>>>

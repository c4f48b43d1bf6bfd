//! Lock-free per-record usage counters.

use std::sync::atomic::{AtomicU64, Ordering};

use beacon_core::models::{UsageCounts, UsageKind};

/// Three monotonically increasing counters for one record.
#[derive(Debug, Default)]
pub struct UsageCounters {
    views: AtomicU64,
    downloads: AtomicU64,
    shares: AtomicU64,
}

impl UsageCounters {
    /// Bump one counter by one.
    pub fn increment(&self, kind: UsageKind) {
        let counter = match kind {
            UsageKind::View => &self.views,
            UsageKind::Download => &self.downloads,
            UsageKind::Share => &self.shares,
        };
        counter.fetch_add(1, Ordering::Relaxed);
    }

    pub fn snapshot(&self) -> UsageCounts {
        UsageCounts {
            views: self.views.load(Ordering::Relaxed),
            downloads: self.downloads.load(Ordering::Relaxed),
            shares: self.shares.load(Ordering::Relaxed),
        }
    }
}

#[cfg(test)]
mod tests {
    use super::*;

    #[test]
    fn increments_only_the_named_counter() {
        let counters = UsageCounters::default();
        counters.increment(UsageKind::View);
        counters.increment(UsageKind::View);
        counters.increment(UsageKind::Share);
        let snap = counters.snapshot();
        assert_eq!(snap.views, 2);
        assert_eq!(snap.downloads, 0);
        assert_eq!(snap.shares, 1);
    }
}
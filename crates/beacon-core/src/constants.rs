/// Beacon system version.
pub const VERSION: &str = env!("CARGO_PKG_VERSION");

/// Marker that opens the trailing referenced-records annotation in generated answers.
pub const ANNOTATION_MARKER: &str = "RELEVANT_RECORDS";

/// Separator placed between the parts of a record's embeddable text.
pub const EMBEDDING_TEXT_SEPARATOR: &str = " | ";

/// Message shown to a user when answering a question failed for any reason
/// other than invalid input.
pub const GENERIC_ANSWER_FAILURE: &str =
    "Something went wrong while answering your question. Please try again.";
//! Incremental server-sent-events decoder.
//!
//! Transport chunks may split lines and even UTF-8 sequences anywhere, so
//! bytes are buffered until a full line is available. Each blank line ends an
//! event; its `data:` lines are joined with `\n`. Comments and other fields
//! are ignored.

#[derive(Debug, Default)]
pub struct SseDecoder {
    buffer: Vec<u8>,
    data: Vec<String>,
}

impl SseDecoder {
    pub fn new() -> Self {
        Self::default()
    }

    /// Feed a transport chunk; returns the data payloads of every event it
    /// completed, in order.
    pub fn push(&mut self, chunk: &[u8]) -> Vec<String> {
        self.buffer.extend_from_slice(chunk);
        let mut events = Vec::new();
        while let Some(pos) = self.buffer.iter().position(|&b| b == b'\n') {
            let line: Vec<u8> = self.buffer.drain(..=pos).collect();
            let line = String::from_utf8_lossy(&line);
            let line = line.trim_end_matches(['\n', '\r']);
            if let Some(event) = self.accept_line(line) {
                events.push(event);
            }
        }
        events
    }

    /// Flush at end of transport. A final event without its blank line is
    /// still delivered.
    pub fn finish(&mut self) -> Vec<String> {
        let mut events = Vec::new();
        if !self.buffer.is_empty() {
            let rest = std::mem::take(&mut self.buffer);
            let line = String::from_utf8_lossy(&rest);
            if let Some(event) = self.accept_line(line.trim_end_matches('\r')) {
                events.push(event);
            }
        }
        if let Some(event) = self.accept_line("") {
            events.push(event);
        }
        events
    }

    fn accept_line(&mut self, line: &str) -> Option<String> {
        if line.is_empty() {
            if self.data.is_empty() {
                return None;
            }
            return Some(std::mem::take(&mut self.data).join("\n"));
        }
        if line.starts_with(':') {
            return None;
        }
        if let Some(value) = line.strip_prefix("data:") {
            self.data.push(value.strip_prefix(' ').unwrap_or(value).to_string());
        }
        None
    }
}
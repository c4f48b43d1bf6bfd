//! EmbeddingIndex: the immutable product of one full embedding pass.

use std::collections::HashMap;

use beacon_core::models::{EmbeddedRecord, Record, RecordId};
use chrono::{DateTime, Utc};

use crate::text::{embedding_text, text_hash};

#[derive(Debug, Clone)]
pub struct EmbeddingIndex {
    entries: Vec<EmbeddedRecord>,
    positions: HashMap<RecordId, usize>,
    dimensions: usize,
    built_at: DateTime<Utc>,
    store_version: u64,
}

impl EmbeddingIndex {
    /// Build from `(record, vector)` pairs, hashing each record's current
    /// embedding text.
    pub fn build(
        embedded: Vec<(Record, Vec<f32>)>,
        dimensions: usize,
        built_at: DateTime<Utc>,
        store_version: u64,
    ) -> Self {
        let entries: Vec<EmbeddedRecord> = embedded
            .into_iter()
            .map(|(record, vector)| EmbeddedRecord {
                text_hash: text_hash(&embedding_text(&record)),
                record,
                vector,
            })
            .collect();
        let positions = entries
            .iter()
            .enumerate()
            .map(|(i, e)| (e.record.id, i))
            .collect();
        Self {
            entries,
            positions,
            dimensions,
            built_at,
            store_version,
        }
    }

    pub fn empty(dimensions: usize, built_at: DateTime<Utc>) -> Self {
        Self::build(Vec::new(), dimensions, built_at, 0)
    }

    pub fn entries(&self) -> &[EmbeddedRecord] {
        &self.entries
    }

    pub fn get(&self, id: RecordId) -> Option<&EmbeddedRecord> {
        self.positions.get(&id).map(|&i| &self.entries[i])
    }

    pub fn len(&self) -> usize {
        self.entries.len()
    }

    pub fn is_empty(&self) -> bool {
        self.entries.is_empty()
    }

    pub fn dimensions(&self) -> usize {
        self.dimensions
    }

    pub fn built_at(&self) -> DateTime<Utc> {
        self.built_at
    }

    /// Store version the pass was computed from.
    pub fn store_version(&self) -> u64 {
        self.store_version
    }

    /// Ids of `records` whose embedding text no longer matches the indexed
    /// hash, or that are not indexed at all.
    pub fn stale_ids(&self, records: &[Record]) -> Vec<RecordId> {
        records
            .iter()
            .filter(|r| match self.get(r.id) {
                Some(entry) => entry.text_hash != text_hash(&embedding_text(r)),
                None => true,
            })
            .map(|r| r.id)
            .collect()
    }
}

#[cfg(test)]
mod tests {
    use super::*;
    use beacon_core::models::RecordDraft;

    fn record(id: u64, name: &str) -> Record {
        let draft = RecordDraft {
            external_id: format!("ext-{id}"),
            name: name.to_string(),
            summary: "summary".into(),
            ..Default::default()
        };
        Record::from_draft(RecordId(id), draft, Utc::now())
    }

    #[test]
    fn lookup_by_record_id() {
        let index = EmbeddingIndex::build(
            vec![(record(1, "a"), vec![1.0, 0.0]), (record(2, "b"), vec![0.0, 1.0])],
            2,
            Utc::now(),
            3,
        );
        assert_eq!(index.len(), 2);
        assert_eq!(index.get(RecordId(2)).unwrap().vector, vec![0.0, 1.0]);
        assert!(index.get(RecordId(9)).is_none());
        assert_eq!(index.store_version(), 3);
    }

    #[test]
    fn detects_changed_and_missing_records() {
        let index = EmbeddingIndex::build(
            vec![(record(1, "a"), vec![1.0]), (record(2, "b"), vec![1.0])],
            1,
            Utc::now(),
            1,
        );
        let current = vec![record(1, "a"), record(2, "b renamed"), record(3, "c")];
        assert_eq!(index.stale_ids(&current), vec![RecordId(2), RecordId(3)]);
    }
}
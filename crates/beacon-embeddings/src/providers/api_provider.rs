//! OpenAI-compatible embedding API provider.
//!
//! One HTTP call per text with retry and exponential backoff. An
//! authentication rejection marks the provider unavailable until
//! `reset_availability` is called; other failures only fail the call.

use std::sync::atomic::{AtomicBool, Ordering};
use std::time::Duration;

use async_trait::async_trait;
use beacon_core::config::EmbeddingConfig;
use beacon_core::errors::{BeaconResult, EmbeddingError};
use beacon_core::traits::IEmbeddingProvider;
use serde::{Deserialize, Serialize};
use tracing::{debug, warn};

const REQUEST_TIMEOUT: Duration = Duration::from_secs(30);
const INITIAL_BACKOFF_MS: u64 = 100;

pub struct ApiEmbeddingProvider {
    client: reqwest::Client,
    model: String,
    endpoint: String,
    api_key: String,
    dimensions: usize,
    max_retries: u32,
    available: AtomicBool,
}

#[derive(Serialize)]
struct EmbedRequest<'a> {
    model: &'a str,
    input: &'a str,
    dimensions: usize,
}

#[derive(Deserialize)]
struct EmbedResponse {
    data: Vec<EmbedData>,
}

#[derive(Deserialize)]
struct EmbedData {
    embedding: Vec<f32>,
}

/// Outcome of a single attempt: whether retrying could help.
enum AttemptError {
    Transient(String),
    Permanent(EmbeddingError),
}

impl ApiEmbeddingProvider {
    pub fn new(
        model: impl Into<String>,
        endpoint: impl Into<String>,
        api_key: impl Into<String>,
        dimensions: usize,
        max_retries: u32,
    ) -> BeaconResult<Self> {
        let client = reqwest::Client::builder()
            .timeout(REQUEST_TIMEOUT)
            .gzip(true)
            .build()
            .map_err(|e| EmbeddingError::CallFailed {
                reason: format!("client setup failed: {e}"),
            })?;
        Ok(Self {
            client,
            model: model.into(),
            endpoint: endpoint.into(),
            api_key: api_key.into(),
            dimensions,
            max_retries,
            available: AtomicBool::new(true),
        })
    }

    /// Build from `[embedding]` config, reading the key from `api_key_env`.
    pub fn from_config(config: &EmbeddingConfig) -> BeaconResult<Self> {
        let api_key = std::env::var(&config.api_key_env)
            .ok()
            .filter(|k| !k.trim().is_empty())
            .ok_or_else(|| EmbeddingError::ProviderUnavailable {
                provider: format!("api (no key in ${})", config.api_key_env),
            })?;
        Self::new(
            config.model.clone(),
            config.endpoint.clone(),
            api_key,
            config.dimensions,
            config.max_retries,
        )
    }

    /// Re-enable after an authentication failure (e.g. a rotated key).
    pub fn reset_availability(&self) {
        self.available.store(true, Ordering::Relaxed);
    }

    async fn attempt(&self, text: &str) -> Result<Vec<f32>, AttemptError> {
        let response = self
            .client
            .post(&self.endpoint)
            .bearer_auth(&self.api_key)
            .json(&EmbedRequest {
                model: &self.model,
                input: text,
                dimensions: self.dimensions,
            })
            .send()
            .await
            .map_err(|e| AttemptError::Transient(format!("HTTP error: {e}")))?;

        let status = response.status();
        if !status.is_success() {
            let body = response.text().await.unwrap_or_default();
            let reason = format!("API returned {status}: {body}");
            return Err(match status.as_u16() {
                401 | 403 => {
                    self.available.store(false, Ordering::Relaxed);
                    AttemptError::Permanent(EmbeddingError::ProviderUnavailable {
                        provider: format!("{}: {reason}", self.model),
                    })
                }
                400 | 404 | 422 => {
                    AttemptError::Permanent(EmbeddingError::CallFailed { reason })
                }
                _ => AttemptError::Transient(reason),
            });
        }

        let parsed: EmbedResponse = response
            .json()
            .await
            .map_err(|e| AttemptError::Transient(format!("JSON parse error: {e}")))?;
        parsed
            .data
            .into_iter()
            .next()
            .map(|d| d.embedding)
            .ok_or_else(|| {
                AttemptError::Permanent(EmbeddingError::CallFailed {
                    reason: "empty response".to_string(),
                })
            })
    }
}

#[async_trait]
impl IEmbeddingProvider for ApiEmbeddingProvider {
    async fn embed(&self, text: &str) -> BeaconResult<Vec<f32>> {
        if !self.is_available() {
            return Err(EmbeddingError::ProviderUnavailable {
                provider: self.model.clone(),
            }
            .into());
        }

        let mut last_reason = String::new();
        for attempt in 0..=self.max_retries {
            if attempt > 0 {
                let delay = Duration::from_millis(INITIAL_BACKOFF_MS * 2u64.pow(attempt - 1));
                debug!(attempt, delay_ms = delay.as_millis() as u64, "retrying embedding request");
                tokio::time::sleep(delay).await;
            }
            match self.attempt(text).await {
                Ok(vector) => return Ok(vector),
                Err(AttemptError::Permanent(e)) => return Err(e.into()),
                Err(AttemptError::Transient(reason)) => {
                    warn!(attempt, error = %reason, "embedding request failed");
                    last_reason = reason;
                }
            }
        }

        Err(EmbeddingError::CallFailed {
            reason: format!("{} retries exhausted: {last_reason}", self.max_retries),
        }
        .into())
    }

    fn dimensions(&self) -> usize {
        self.dimensions
    }

    fn name(&self) -> &str {
        &self.model
    }

    fn is_available(&self) -> bool {
        self.available.load(Ordering::Relaxed)
    }
}
use serde::{Deserialize, Serialize};

use super::defaults;

/// Embedding subsystem configuration.
#[derive(Debug, Clone, Serialize, Deserialize)]
#[serde(default)]
pub struct EmbeddingConfig {
    /// Embedding provider: "api" or "tfidf".
    pub provider: String,
    /// Model name sent to the API provider.
    pub model: String,
    /// API endpoint.
    pub endpoint: String,
    /// Environment variable holding the API key.
    pub api_key_env: String,
    /// Embedding dimensions.
    pub dimensions: usize,
    /// Records per batch.
    pub batch_size: usize,
    /// Delay between the starts of consecutive calls within a batch.
    pub stagger_ms: u64,
    /// Delay between batches.
    pub batch_delay_ms: u64,
    /// Retries per individual embedding call.
    pub max_retries: u32,
    /// Query embedding cache time-to-live.
    pub query_cache_ttl_secs: u64,
}

impl Default for EmbeddingConfig {
    fn default() -> Self {
        Self {
            provider: defaults::DEFAULT_EMBEDDING_PROVIDER.to_string(),
            model: defaults::DEFAULT_EMBEDDING_MODEL.to_string(),
            endpoint: defaults::DEFAULT_EMBEDDING_ENDPOINT.to_string(),
            api_key_env: defaults::DEFAULT_EMBEDDING_API_KEY_ENV.to_string(),
            dimensions: defaults::DEFAULT_EMBEDDING_DIMENSIONS,
            batch_size: defaults::DEFAULT_EMBEDDING_BATCH_SIZE,
            stagger_ms: defaults::DEFAULT_EMBEDDING_STAGGER_MS,
            batch_delay_ms: defaults::DEFAULT_EMBEDDING_BATCH_DELAY_MS,
            max_retries: defaults::DEFAULT_EMBEDDING_MAX_RETRIES,
            query_cache_ttl_secs: defaults::DEFAULT_QUERY_CACHE_TTL_SECS,
        }
    }
}

impl EmbeddingConfig {
    /// Cache TTL as a chrono duration, saturating at the largest
    /// representable value.
    pub fn query_cache_ttl(&self) -> chrono::Duration {
        let secs = i64::try_from(self.query_cache_ttl_secs)
            .unwrap_or(i64::MAX)
            .min(i64::MAX / 1_000);
        chrono::Duration::seconds(secs)
    }
}
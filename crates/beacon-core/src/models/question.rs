use std::fmt;

use serde::{Deserialize, Serialize};

/// Phase of one question's lifecycle.
///
/// `Idle → Retrieving → Generating → Done | Failed`. Failure may be entered
/// from any non-terminal phase; nothing moves backwards.
#[derive(Debug, Clone, Copy, PartialEq, Eq, Hash, Serialize, Deserialize)]
#[serde(rename_all = "snake_case")]
pub enum QuestionPhase {
    Idle,
    Retrieving,
    Generating,
    Done,
    Failed,
}

impl QuestionPhase {
    pub fn is_terminal(&self) -> bool {
        matches!(self, Self::Done | Self::Failed)
    }

    pub fn can_transition_to(&self, next: QuestionPhase) -> bool {
        matches!(
            (self, next),
            (Self::Idle, Self::Retrieving)
                | (Self::Retrieving, Self::Generating)
                | (Self::Generating, Self::Done)
                | (Self::Idle | Self::Retrieving | Self::Generating, Self::Failed)
        )
    }

    pub fn as_str(&self) -> &'static str {
        match self {
            Self::Idle => "idle",
            Self::Retrieving => "retrieving",
            Self::Generating => "generating",
            Self::Done => "done",
            Self::Failed => "failed",
        }
    }
}

impl fmt::Display for QuestionPhase {
    fn fmt(&self, f: &mut fmt::Formatter<'_>) -> fmt::Result {
        f.write_str(self.as_str())
    }
}

#[cfg(test)]
mod tests {
    use super::*;

    #[test]
    fn forward_only() {
        use QuestionPhase::*;
        assert!(Idle.can_transition_to(Retrieving));
        assert!(Retrieving.can_transition_to(Generating));
        assert!(Generating.can_transition_to(Done));
        assert!(Retrieving.can_transition_to(Failed));
        assert!(!Generating.can_transition_to(Retrieving));
        assert!(!Done.can_transition_to(Failed));
        assert!(!Idle.can_transition_to(Done));
        assert!(Failed.is_terminal());
    }
}
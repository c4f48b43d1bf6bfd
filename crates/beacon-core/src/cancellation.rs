//! Cooperative cancellation token.

use std::sync::atomic::{AtomicBool, Ordering};
use std::sync::Arc;

use tokio::sync::Notify;

#[derive(Debug, Default)]
struct Inner {
    cancelled: AtomicBool,
    notify: Notify,
}

/// Cancellation token shared between a caller and a long-running operation
/// (a streamed answer). Clones observe the same state.
#[derive(Debug, Clone, Default)]
pub struct CancellationToken {
    inner: Arc<Inner>,
}

impl CancellationToken {
    /// Create a new cancellation token (not cancelled).
    pub fn new() -> Self {
        Self::default()
    }

    /// Check if cancellation has been requested.
    pub fn is_cancelled(&self) -> bool {
        self.inner.cancelled.load(Ordering::Acquire)
    }

    /// Request cancellation and wake every waiter.
    pub fn cancel(&self) {
        self.inner.cancelled.store(true, Ordering::Release);
        self.inner.notify.notify_waiters();
    }

    /// Resolves once cancellation has been requested.
    pub async fn cancelled(&self) {
        loop {
            let notified = self.inner.notify.notified();
            tokio::pin!(notified);
            notified.as_mut().enable();
            if self.is_cancelled() {
                return;
            }
            notified.await;
        }
    }
}
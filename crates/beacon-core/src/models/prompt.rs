use serde::{Deserialize, Serialize};

/// A two-part prompt for the generation function.
#[derive(Debug, Clone, PartialEq, Eq, Serialize, Deserialize)]
pub struct Prompt {
    pub system: String,
    pub user: String,
}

<<<

> [AIM OF THE EXERCISE] Return each line of the material above in which the string "EmbeddingError" appears.

> [OUTPUT OF THE EXERCISE]
use beacon_core::errors::{BeaconResult, EmbeddingError};
    Permanent(EmbeddingError),
            .map_err(|e| EmbeddingError::CallFailed {
            .ok_or_else(|| EmbeddingError::ProviderUnavailable {
                    AttemptError::Permanent(EmbeddingError::ProviderUnavailable {
                    AttemptError::Permanent(EmbeddingError::CallFailed { reason })
                AttemptError::Permanent(EmbeddingError::CallFailed {
            return Err(EmbeddingError::ProviderUnavailable {
        Err(EmbeddingError::CallFailed {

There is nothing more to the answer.